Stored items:
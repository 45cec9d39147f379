//! On-disk artifacts shared between indexing and the query side.

use crate::dependency::DependencyMap;
use crate::error::{GraphError, Result};
use crate::linker::{LinkStats, LinkedGraph};
use crate::types::{CodeGraph, Confidence, GraphEdge, GraphNode, Relation};
use codemap_indexer::SyntacticContext;
use petgraph::visit::EdgeRef;
use serde::de::DeserializeOwned;
use serde::{Deserialize, Serialize};
use std::path::{Path, PathBuf};

pub const GRAPH_SNAPSHOT_SCHEMA_VERSION: u32 = 1;

/// Default storage directory name below the project root
pub const DEFAULT_STORAGE_DIR: &str = ".codemap";

/// Locations of every artifact inside one storage directory
#[derive(Debug, Clone, PartialEq, Eq)]
pub struct ArtifactPaths {
    dir: PathBuf,
}

impl ArtifactPaths {
    pub fn new(dir: impl Into<PathBuf>) -> Self {
        Self { dir: dir.into() }
    }

    pub fn for_project_root(root: &Path) -> Self {
        Self::new(root.join(DEFAULT_STORAGE_DIR))
    }

    pub fn dir(&self) -> &Path {
        &self.dir
    }

    pub fn ingested(&self) -> PathBuf {
        self.dir.join("ingested.json")
    }

    pub fn graph(&self) -> PathBuf {
        self.dir.join("graph.json")
    }

    pub fn dependency_map(&self) -> PathBuf {
        self.dir.join("dependency_map.json")
    }

    pub fn keyword_index(&self) -> PathBuf {
        self.dir.join("keyword_index.json")
    }
}

/// Flat edge record keyed by node ids
#[derive(Debug, Clone, PartialEq, Serialize, Deserialize)]
pub struct EdgeRecord {
    pub source: String,
    pub target: String,
    pub relation: Relation,
    pub confidence: Confidence,
    #[serde(default, skip_serializing_if = "Option::is_none")]
    pub line: Option<usize>,
    #[serde(default)]
    pub context: Vec<SyntacticContext>,
    /// Call site sits inside a try block
    #[serde(default)]
    pub is_protected: bool,
    #[serde(default = "default_weight")]
    pub weight: usize,
}

fn default_weight() -> usize {
    1
}

impl EdgeRecord {
    fn from_edge(source: &str, target: &str, edge: &GraphEdge) -> Self {
        Self {
            source: source.to_string(),
            target: target.to_string(),
            relation: edge.relation,
            confidence: edge.confidence,
            line: edge.line,
            context: edge.context.clone(),
            is_protected: edge.is_guarded,
            weight: edge.weight,
        }
    }

    fn to_edge(&self) -> GraphEdge {
        GraphEdge {
            relation: self.relation,
            confidence: self.confidence,
            line: self.line,
            context: self.context.clone(),
            is_guarded: self.is_protected,
            weight: self.weight,
        }
    }
}

/// Everything indexing produced, with run statistics
#[derive(Debug, Clone, Serialize, Deserialize)]
pub struct IngestedProject {
    pub nodes: Vec<GraphNode>,
    pub edges: Vec<EdgeRecord>,
    pub stats: LinkStats,
}

/// Serialized property graph
#[derive(Debug, Clone, Serialize, Deserialize)]
pub struct GraphSnapshot {
    pub schema_version: u32,
    pub nodes: Vec<GraphNode>,
    pub edges: Vec<EdgeRecord>,
}

impl CodeGraph {
    pub fn to_snapshot(&self) -> GraphSnapshot {
        let nodes = self.nodes().map(|(_, node)| node.clone()).collect();
        let edges = self
            .graph
            .edge_references()
            .filter_map(|edge| {
                let source = self.get_node(edge.source())?;
                let target = self.get_node(edge.target())?;
                Some(EdgeRecord::from_edge(&source.id, &target.id, edge.weight()))
            })
            .collect();
        GraphSnapshot {
            schema_version: GRAPH_SNAPSHOT_SCHEMA_VERSION,
            nodes,
            edges,
        }
    }

    /// Rebuild a graph; edges naming unknown nodes are skipped with a warning
    pub fn from_snapshot(snapshot: GraphSnapshot) -> Result<Self> {
        if snapshot.schema_version != GRAPH_SNAPSHOT_SCHEMA_VERSION {
            return Err(GraphError::BuildError(format!(
                "Unsupported graph snapshot schema_version {} (expected {GRAPH_SNAPSHOT_SCHEMA_VERSION})",
                snapshot.schema_version
            )));
        }

        let mut graph = CodeGraph::new();
        for node in snapshot.nodes {
            graph.add_node(node);
        }

        let mut skipped = 0usize;
        for record in &snapshot.edges {
            let source = graph.id_index.get(&record.source).copied();
            let target = graph.id_index.get(&record.target).copied();
            match (source, target) {
                (Some(source), Some(target)) => {
                    graph.add_edge(source, target, record.to_edge());
                }
                _ => skipped += 1,
            }
        }
        if skipped > 0 {
            log::warn!("Graph snapshot has {skipped} edges with unknown endpoints; skipped");
        }

        Ok(graph)
    }
}

impl IngestedProject {
    pub fn from_linked(linked: &LinkedGraph) -> Self {
        let snapshot = linked.graph.to_snapshot();
        Self {
            nodes: snapshot.nodes,
            edges: snapshot.edges,
            stats: linked.stats.clone(),
        }
    }
}

/// Write `value` as pretty JSON through a temporary file
pub async fn write_json<T: Serialize>(path: &Path, value: &T) -> Result<()> {
    if let Some(parent) = path.parent() {
        tokio::fs::create_dir_all(parent).await?;
    }
    let bytes = serde_json::to_vec_pretty(value)?;
    let tmp = path.with_extension("json.tmp");
    tokio::fs::write(&tmp, bytes).await?;
    tokio::fs::rename(&tmp, path).await?;
    Ok(())
}

/// Read a JSON artifact, reporting an absent file as [`GraphError::MissingArtifact`]
pub async fn read_json<T: DeserializeOwned>(artifact: &str, path: &Path) -> Result<T> {
    let bytes = match tokio::fs::read(path).await {
        Ok(bytes) => bytes,
        Err(err) if err.kind() == std::io::ErrorKind::NotFound => {
            return Err(GraphError::missing_artifact(artifact, path));
        }
        Err(err) => return Err(err.into()),
    };
    serde_json::from_slice(&bytes).map_err(|err| {
        log::warn!("Corrupted {artifact} at {}: {err}", path.display());
        GraphError::SerializationError(err)
    })
}

/// Write the ingested data, graph snapshot and dependency map
pub async fn persist(paths: &ArtifactPaths, linked: &LinkedGraph) -> Result<()> {
    write_json(&paths.ingested(), &IngestedProject::from_linked(linked)).await?;
    write_json(&paths.graph(), &linked.graph.to_snapshot()).await?;
    write_json(&paths.dependency_map(), &linked.dependency_map).await?;
    log::info!("Artifacts written to {}", paths.dir().display());
    Ok(())
}

pub async fn load_graph(paths: &ArtifactPaths) -> Result<CodeGraph> {
    let snapshot: GraphSnapshot = read_json("graph snapshot", &paths.graph()).await?;
    CodeGraph::from_snapshot(snapshot)
}

pub async fn load_dependency_map(paths: &ArtifactPaths) -> Result<DependencyMap> {
    read_json("dependency map", &paths.dependency_map()).await
}

pub async fn load_ingested(paths: &ArtifactPaths) -> Result<IngestedProject> {
    read_json("ingested project data", &paths.ingested()).await
}

#[cfg(test)]
mod tests {
    use super::*;
    use crate::builtins::BuiltinNames;
    use crate::linker::Linker;
    use codemap_indexer::{index_source, ClassRegistry};
    use pretty_assertions::assert_eq;
    use tempfile::TempDir;

    fn linked() -> LinkedGraph {
        let files: Vec<_> = [
            ("a.py", "def helper():\n    pass\n"),
            (
                "b.py",
                "from a import helper\n\ndef main():\n    try:\n        helper()\n    except ValueError:\n        pass\n    missing()\n",
            ),
        ]
        .iter()
        .map(|(path, source)| {
            index_source(path, source, &ClassRegistry::new(), 300)
                .unwrap()
                .index
        })
        .collect();
        Linker::new(&BuiltinNames::python()).link(&files)
    }

    #[tokio::test]
    async fn artifacts_round_trip_through_disk() {
        let dir = TempDir::new().unwrap();
        let paths = ArtifactPaths::for_project_root(dir.path());
        let linked = linked();

        persist(&paths, &linked).await.unwrap();
        let graph = load_graph(&paths).await.unwrap();
        let deps = load_dependency_map(&paths).await.unwrap();
        let ingested = load_ingested(&paths).await.unwrap();

        assert_eq!(graph.node_count(), linked.graph.node_count());
        assert_eq!(graph.edge_count(), linked.graph.edge_count());
        assert_eq!(deps, linked.dependency_map);
        assert_eq!(ingested.stats.files, 2);

        let guarded = ingested
            .edges
            .iter()
            .find(|e| e.target == "a.helper" && e.relation == Relation::Calls)
            .unwrap();
        assert!(guarded.is_protected);
        assert_eq!(guarded.line, Some(5));

        let helper = graph.node_by_id("a.helper").unwrap();
        let original = linked.graph.node_by_id("a.helper").unwrap();
        assert_eq!(helper.importance_score, original.importance_score);
    }

    #[tokio::test]
    async fn missing_artifacts_fail_fast() {
        let dir = TempDir::new().unwrap();
        let paths = ArtifactPaths::new(dir.path().join("nothing-here"));
        let err = load_graph(&paths).await.unwrap_err();
        assert!(matches!(err, GraphError::MissingArtifact { .. }));
        assert!(err.to_string().contains("codemap index"));
    }

    #[test]
    fn snapshots_skip_dangling_edges() {
        let mut snapshot = linked().graph.to_snapshot();
        snapshot.edges.push(EdgeRecord {
            source: "b.main".to_string(),
            target: "gone".to_string(),
            relation: Relation::Calls,
            confidence: Confidence::High,
            line: None,
            context: Vec::new(),
            is_protected: false,
            weight: 1,
        });
        let edges = snapshot.edges.len();
        let graph = CodeGraph::from_snapshot(snapshot).unwrap();
        assert_eq!(graph.edge_count(), edges - 1);
    }
}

#### TASK TO CARRY OUT:
A single integer is the expected output: the number of lines in the data that include the word "EdgeRecord".

#### YOUR SOLUTION:
6